« Et l’homme (ha-ich) Moïse était très humble… » (Bamidbar 12, 3).
Que vient nous apprendre ici le mot ha-ich, qui semble superflu ? N’aurait-il pas suffi que la Tora nous dise : « Et Moïse était très humble », sans plus ?
Pour comprendre cet ajout, il faut se reporter au verset de I Samuel (15, 17) où le prophète Samuel déclare au roi Saül : « N’est-ce pas, si tu es petit à tes propres yeux, tu es à la tête des tribus d’Israël, et Hachem t’a oint comme roi sur Israël ? »
Ce verset sous-entend un reproche adressé au monarque, celui d’être « petit à ses propres yeux », c’est-à-dire celui d’être humble à l’excès. Et c’est cette humilité démesurée qui vaudra plus tard à Saül, après qu’il aura épargné Agag au mépris des ordres divins, d’être rejeté par Hachem (verset 23).
Cette comparaison entre l’humilité de Moïse, que la Tora considère comme une vertu éminente, et celle du roi Saül, nous montre qu’il est indispensable, pour qu’elle soit portée au crédit de celui qui la pratique, qu’elle se rééquilibre par de l’autorité.
Ramban (Nahmanide) établit dans son commentaire de Chemoth 33, 11 une comparaison entre les mots na‘ar et ich.

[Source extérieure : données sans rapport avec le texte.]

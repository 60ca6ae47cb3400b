mod builtin;
mod completion;
mod eval;
mod global;
mod history;
mod job;
mod parser;
mod pipe;
mod redirect;
mod registry;
mod search;
mod types;

use std::env;
use std::path::PathBuf;
use std::process;

use log::debug;
use rustyline::error::ReadlineError;
use rustyline::Editor;

use types::Flow;

const PROMPT: &'static str = "$ ";
const HISTFILE_KEY: &'static str = "HISTFILE";

fn histfile() -> Option<PathBuf> {
	env::var_os(HISTFILE_KEY).filter(|v| !v.is_empty()).map(PathBuf::from)
}

fn shutdown(state: &mut global::State, code: i32) -> ! {
	if let Some(path) = histfile() {
		if let Err(e) = state.history.dump(&path) {
			debug!("writing {}: {}", path.display(), e);
		}
	}
	process::exit(code)
}

fn main() {
	env_logger::init();

	let mut state = global::State::new();
	if let Some(path) = histfile() {
		match state.history.load(&path) {
			Ok(_) => debug!("{} history entries after reading {}", state.history.len(), path.display()),
			Err(e) => debug!("reading {}: {}", path.display(), e),
		}
	}

	let mut rl = match Editor::<completion::ShellHelper>::new() {
		Ok(rl) => rl,
		Err(e) => {
			eprintln!("pipesh: {}", e);
			process::exit(1);
		},
	};
	rl.set_helper(Some(completion::ShellHelper::new()));

	loop {
		let line = match rl.readline(PROMPT) {
			Ok(line) => line,
			Err(ReadlineError::Interrupted) => { continue; },
			Err(ReadlineError::Eof) => { break; },
			Err(e) => {
				eprintln!("pipesh: {}", e);
				shutdown(&mut state, 1);
			},
		};
		if line.trim().is_empty() {
			continue;
		}
		rl.add_history_entry(line.as_str());
		state.history.push(&line);
		match eval::eval_line(&mut state, &line) {
			Flow::Continue(status) => debug!("status {}", status),
			Flow::Exit(code) => shutdown(&mut state, code),
		}
	}
	shutdown(&mut state, 0)
}
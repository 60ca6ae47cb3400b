use std::fs;
use std::io::{self, Write};
use std::os::unix::io::{AsRawFd, FromRawFd, OwnedFd, RawFd};

use log::debug;
use nix::errno::Errno;
use nix::fcntl::{self, FcntlArg};
use nix::unistd;
use thiserror::Error;

use crate::types::{Redirect, RedirectMode, Stream};

/// Lowest descriptor number a saved duplicate may take.
const SAVE_FD_MIN: RawFd = 10;

#[derive(Debug, Error)]
pub enum RedirectError {
	#[error("{path}: {}", os_message(.source))]
	Open { path: String, source: io::Error },
	#[error("cannot save descriptor {fd}: {}", .errno.desc())]
	Save { fd: RawFd, errno: Errno },
	#[error("cannot redirect descriptor {fd}: {}", .errno.desc())]
	Swap { fd: RawFd, errno: Errno },
}

/// OS error text without the `(os error N)` suffix.
pub fn os_message(e: &io::Error) -> String {
	match e.raw_os_error() {
		Some(code) => Errno::from_i32(code).desc().to_string(),
		None => e.to_string(),
	}
}

fn flush(stream: Stream) {
	let _ = match stream {
		Stream::Stdout => io::stdout().flush(),
		Stream::Stderr => io::stderr().flush(),
	};
}

fn open_target(redirect: &Redirect) -> Result<fs::File, RedirectError> {
	let mut oopt = fs::OpenOptions::new();
	let _ = match redirect.mode {
		RedirectMode::Truncate => oopt.write(true).create(true).truncate(true),
		RedirectMode::Append => oopt.append(true).create(true),
	};
	oopt.open(&redirect.filename).map_err(|e| RedirectError::Open { path: redirect.filename.clone(), source: e })
}

/// A descriptor pointed at a file for as long as the guard lives. Dropping it
/// points the descriptor back at whatever it referred to before.
#[derive(Debug)]
pub struct RedirectGuard {
	stream: Stream,
	saved: OwnedFd,
}

impl RedirectGuard {
	/// On error the target descriptor is untouched and there is nothing to
	/// restore.
	pub fn apply(redirect: &Redirect) -> Result<RedirectGuard, RedirectError> {
		let fd = redirect.stream.fileno();
		let file = open_target(redirect)?;
		flush(redirect.stream);
		let saved = fcntl::fcntl(fd, FcntlArg::F_DUPFD_CLOEXEC(SAVE_FD_MIN))
			.map_err(|errno| RedirectError::Save { fd: fd, errno: errno })?;
		let saved = unsafe { OwnedFd::from_raw_fd(saved) };
		unistd::dup2(file.as_raw_fd(), fd).map_err(|errno| RedirectError::Swap { fd: fd, errno: errno })?;
		debug!("fd {} -> {} (saved as {})", fd, redirect.filename, saved.as_raw_fd());
		Ok(RedirectGuard { stream: redirect.stream, saved: saved })
	}
}

impl Drop for RedirectGuard {
	fn drop(&mut self) {
		let fd = self.stream.fileno();
		flush(self.stream);
		if let Err(errno) = unistd::dup2(self.saved.as_raw_fd(), fd) {
			debug!("restoring fd {} failed: {}", fd, errno);
		}
	}
}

Josué y est appelé na‘ar, terme employé souvent pour désigner un jeune garçon, alors qu’il était âgé de cinquante-six ans au moment que décrit ce verset.
Le mot na‘ar, explique ce commentateur, renvoie à l’idée de subordination, par opposition à ich, terme qui possède quant à lui une connotation d’autorité.
En présentant « l’homme » Moïse comme étant très humble, la Tora nous apprend ainsi que sa modestie n’avait d’égale que la conscience qu’il possédait d’être investi d’une autorité et d’une responsabilité, celle de guider les enfants d’Israël. A l’image de Hachem qui est ich mil‘hama en même temps qu’Il est miséricordieux, Moïse a associé modestie et pouvoir.